Find the lines in the entries that follow where the word "iter" occurs, and state how many there are, with no other words.

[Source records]
= Beginning of Section =
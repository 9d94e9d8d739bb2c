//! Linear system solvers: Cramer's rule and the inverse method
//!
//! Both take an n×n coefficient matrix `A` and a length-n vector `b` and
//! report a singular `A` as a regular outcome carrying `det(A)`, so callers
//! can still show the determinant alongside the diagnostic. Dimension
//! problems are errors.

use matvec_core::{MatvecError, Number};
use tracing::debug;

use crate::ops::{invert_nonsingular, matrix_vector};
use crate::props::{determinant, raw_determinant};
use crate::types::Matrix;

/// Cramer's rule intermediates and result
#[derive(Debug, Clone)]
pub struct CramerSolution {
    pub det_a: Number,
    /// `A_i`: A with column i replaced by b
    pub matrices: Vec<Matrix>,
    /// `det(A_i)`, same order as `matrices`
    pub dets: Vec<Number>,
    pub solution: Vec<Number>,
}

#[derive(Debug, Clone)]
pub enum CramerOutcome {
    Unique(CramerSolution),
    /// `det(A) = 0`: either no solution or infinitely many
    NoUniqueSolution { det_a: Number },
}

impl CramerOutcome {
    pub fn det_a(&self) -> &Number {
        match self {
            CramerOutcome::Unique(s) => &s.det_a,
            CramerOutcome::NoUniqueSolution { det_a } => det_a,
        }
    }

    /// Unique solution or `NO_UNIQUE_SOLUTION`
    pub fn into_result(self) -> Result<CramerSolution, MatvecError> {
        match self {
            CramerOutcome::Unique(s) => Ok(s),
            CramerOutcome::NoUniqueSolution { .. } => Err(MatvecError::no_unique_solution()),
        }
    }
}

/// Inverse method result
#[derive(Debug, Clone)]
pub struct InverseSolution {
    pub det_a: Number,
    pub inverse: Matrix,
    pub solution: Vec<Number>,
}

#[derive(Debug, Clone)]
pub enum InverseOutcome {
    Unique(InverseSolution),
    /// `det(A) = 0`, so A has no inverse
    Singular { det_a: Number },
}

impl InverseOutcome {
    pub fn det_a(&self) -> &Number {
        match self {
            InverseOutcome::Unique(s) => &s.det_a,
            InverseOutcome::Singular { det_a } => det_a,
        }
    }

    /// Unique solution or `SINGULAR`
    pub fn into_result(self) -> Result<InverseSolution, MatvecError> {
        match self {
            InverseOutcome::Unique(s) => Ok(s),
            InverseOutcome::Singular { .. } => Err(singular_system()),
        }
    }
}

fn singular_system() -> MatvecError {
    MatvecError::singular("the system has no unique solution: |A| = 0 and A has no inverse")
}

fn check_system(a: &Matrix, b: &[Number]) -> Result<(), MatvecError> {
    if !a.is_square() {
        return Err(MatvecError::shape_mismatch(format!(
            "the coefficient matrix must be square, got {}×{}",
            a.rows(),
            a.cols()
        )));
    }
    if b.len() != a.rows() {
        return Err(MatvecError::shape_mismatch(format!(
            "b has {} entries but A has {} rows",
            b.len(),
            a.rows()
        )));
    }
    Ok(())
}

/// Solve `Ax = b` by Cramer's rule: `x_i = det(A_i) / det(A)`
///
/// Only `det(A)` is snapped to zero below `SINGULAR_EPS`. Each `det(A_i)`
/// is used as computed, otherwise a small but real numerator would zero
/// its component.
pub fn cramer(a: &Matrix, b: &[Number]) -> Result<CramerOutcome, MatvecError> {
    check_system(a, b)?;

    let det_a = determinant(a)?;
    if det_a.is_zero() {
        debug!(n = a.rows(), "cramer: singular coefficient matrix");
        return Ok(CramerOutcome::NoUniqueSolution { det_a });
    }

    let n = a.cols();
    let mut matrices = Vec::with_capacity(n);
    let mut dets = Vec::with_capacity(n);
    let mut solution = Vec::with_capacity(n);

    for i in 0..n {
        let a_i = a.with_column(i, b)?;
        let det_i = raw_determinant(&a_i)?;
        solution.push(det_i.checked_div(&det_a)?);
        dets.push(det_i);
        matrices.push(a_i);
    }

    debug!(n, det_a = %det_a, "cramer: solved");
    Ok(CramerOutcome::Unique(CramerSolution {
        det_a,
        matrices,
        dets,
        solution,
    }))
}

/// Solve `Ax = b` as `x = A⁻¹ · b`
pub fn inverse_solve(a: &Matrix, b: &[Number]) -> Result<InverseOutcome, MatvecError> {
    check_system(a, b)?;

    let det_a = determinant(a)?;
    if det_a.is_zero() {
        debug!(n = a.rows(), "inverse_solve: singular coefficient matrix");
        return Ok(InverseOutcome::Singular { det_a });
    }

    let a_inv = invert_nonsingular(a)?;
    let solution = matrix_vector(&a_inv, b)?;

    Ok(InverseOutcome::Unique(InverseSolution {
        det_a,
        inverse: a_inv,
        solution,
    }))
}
= End of Section =
= Beginning of Section =
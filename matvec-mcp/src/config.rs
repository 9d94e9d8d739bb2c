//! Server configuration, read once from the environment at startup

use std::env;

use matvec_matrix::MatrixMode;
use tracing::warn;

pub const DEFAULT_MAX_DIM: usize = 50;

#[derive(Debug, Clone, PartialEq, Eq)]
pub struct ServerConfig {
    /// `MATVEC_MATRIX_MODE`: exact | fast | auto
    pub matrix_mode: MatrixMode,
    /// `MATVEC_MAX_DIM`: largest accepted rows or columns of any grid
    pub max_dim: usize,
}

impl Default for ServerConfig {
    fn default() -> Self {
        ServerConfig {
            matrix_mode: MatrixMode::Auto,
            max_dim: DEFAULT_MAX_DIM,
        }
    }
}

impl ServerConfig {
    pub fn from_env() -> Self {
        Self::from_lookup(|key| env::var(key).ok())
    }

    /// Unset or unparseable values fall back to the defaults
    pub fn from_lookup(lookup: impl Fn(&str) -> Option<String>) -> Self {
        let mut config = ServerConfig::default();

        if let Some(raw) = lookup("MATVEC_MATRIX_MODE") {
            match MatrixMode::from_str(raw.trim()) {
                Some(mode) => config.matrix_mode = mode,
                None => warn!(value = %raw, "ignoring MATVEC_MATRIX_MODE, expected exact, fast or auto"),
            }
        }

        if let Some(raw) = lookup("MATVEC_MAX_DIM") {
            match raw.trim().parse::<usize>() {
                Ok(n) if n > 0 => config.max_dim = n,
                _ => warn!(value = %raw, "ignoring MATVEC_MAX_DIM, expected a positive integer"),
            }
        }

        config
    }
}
= End of Section =
= Beginning of Section =
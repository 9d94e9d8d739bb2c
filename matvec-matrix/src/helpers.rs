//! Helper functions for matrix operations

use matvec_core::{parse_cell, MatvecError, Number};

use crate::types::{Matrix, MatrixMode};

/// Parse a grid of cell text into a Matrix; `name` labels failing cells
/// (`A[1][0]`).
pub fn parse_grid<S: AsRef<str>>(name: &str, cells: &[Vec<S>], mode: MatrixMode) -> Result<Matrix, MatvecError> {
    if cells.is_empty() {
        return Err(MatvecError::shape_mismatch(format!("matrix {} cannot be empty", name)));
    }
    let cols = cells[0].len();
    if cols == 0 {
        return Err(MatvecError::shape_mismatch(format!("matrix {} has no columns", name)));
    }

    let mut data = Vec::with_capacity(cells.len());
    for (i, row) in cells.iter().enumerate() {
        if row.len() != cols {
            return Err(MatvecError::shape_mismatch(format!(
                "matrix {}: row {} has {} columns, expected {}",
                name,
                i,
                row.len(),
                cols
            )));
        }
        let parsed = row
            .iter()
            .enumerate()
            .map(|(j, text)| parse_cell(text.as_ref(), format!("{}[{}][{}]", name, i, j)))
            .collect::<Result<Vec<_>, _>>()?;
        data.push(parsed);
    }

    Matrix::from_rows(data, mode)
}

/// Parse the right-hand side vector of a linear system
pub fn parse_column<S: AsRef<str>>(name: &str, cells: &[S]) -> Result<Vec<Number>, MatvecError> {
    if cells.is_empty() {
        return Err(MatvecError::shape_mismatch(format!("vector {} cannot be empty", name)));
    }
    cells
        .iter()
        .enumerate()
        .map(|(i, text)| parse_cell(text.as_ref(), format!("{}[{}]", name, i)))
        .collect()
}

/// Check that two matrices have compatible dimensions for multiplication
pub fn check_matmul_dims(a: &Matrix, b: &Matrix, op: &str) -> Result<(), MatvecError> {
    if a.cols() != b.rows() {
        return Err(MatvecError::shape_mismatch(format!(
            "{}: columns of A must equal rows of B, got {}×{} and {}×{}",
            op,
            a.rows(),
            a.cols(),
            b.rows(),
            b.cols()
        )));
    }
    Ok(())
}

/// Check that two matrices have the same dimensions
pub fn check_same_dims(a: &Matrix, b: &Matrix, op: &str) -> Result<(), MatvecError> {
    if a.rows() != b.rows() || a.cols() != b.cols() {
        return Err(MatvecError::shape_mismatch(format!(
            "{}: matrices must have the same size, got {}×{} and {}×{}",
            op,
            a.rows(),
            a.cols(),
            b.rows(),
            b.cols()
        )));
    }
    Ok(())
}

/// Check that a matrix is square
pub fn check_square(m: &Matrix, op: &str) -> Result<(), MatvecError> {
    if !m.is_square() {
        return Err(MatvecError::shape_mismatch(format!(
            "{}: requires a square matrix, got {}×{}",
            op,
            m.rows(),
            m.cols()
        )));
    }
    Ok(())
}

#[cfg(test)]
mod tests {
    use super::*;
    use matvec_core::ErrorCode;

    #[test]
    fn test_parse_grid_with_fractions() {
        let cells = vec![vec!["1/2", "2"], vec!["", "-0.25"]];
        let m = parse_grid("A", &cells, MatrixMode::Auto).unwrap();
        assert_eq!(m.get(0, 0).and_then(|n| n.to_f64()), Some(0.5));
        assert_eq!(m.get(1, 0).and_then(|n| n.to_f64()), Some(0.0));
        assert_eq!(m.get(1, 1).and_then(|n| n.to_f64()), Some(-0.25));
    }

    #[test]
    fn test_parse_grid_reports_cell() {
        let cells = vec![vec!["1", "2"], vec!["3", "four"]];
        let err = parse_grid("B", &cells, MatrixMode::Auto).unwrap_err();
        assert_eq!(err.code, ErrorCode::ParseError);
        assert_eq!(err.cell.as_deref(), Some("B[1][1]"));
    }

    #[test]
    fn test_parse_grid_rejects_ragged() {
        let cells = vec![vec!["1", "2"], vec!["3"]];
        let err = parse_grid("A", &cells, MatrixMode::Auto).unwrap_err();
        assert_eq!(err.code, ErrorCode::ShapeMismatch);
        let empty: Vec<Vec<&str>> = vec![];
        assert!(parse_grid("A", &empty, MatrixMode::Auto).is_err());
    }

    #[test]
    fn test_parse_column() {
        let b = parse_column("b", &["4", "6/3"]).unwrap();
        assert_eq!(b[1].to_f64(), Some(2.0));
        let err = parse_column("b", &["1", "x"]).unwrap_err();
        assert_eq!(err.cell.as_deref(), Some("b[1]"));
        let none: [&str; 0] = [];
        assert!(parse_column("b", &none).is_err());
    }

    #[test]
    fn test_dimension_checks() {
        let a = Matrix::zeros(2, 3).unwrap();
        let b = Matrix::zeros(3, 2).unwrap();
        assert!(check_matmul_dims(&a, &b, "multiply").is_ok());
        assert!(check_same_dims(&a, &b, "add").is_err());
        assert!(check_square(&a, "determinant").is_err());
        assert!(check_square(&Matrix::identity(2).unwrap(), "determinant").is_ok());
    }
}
= End of Section =
▶ Answer:
3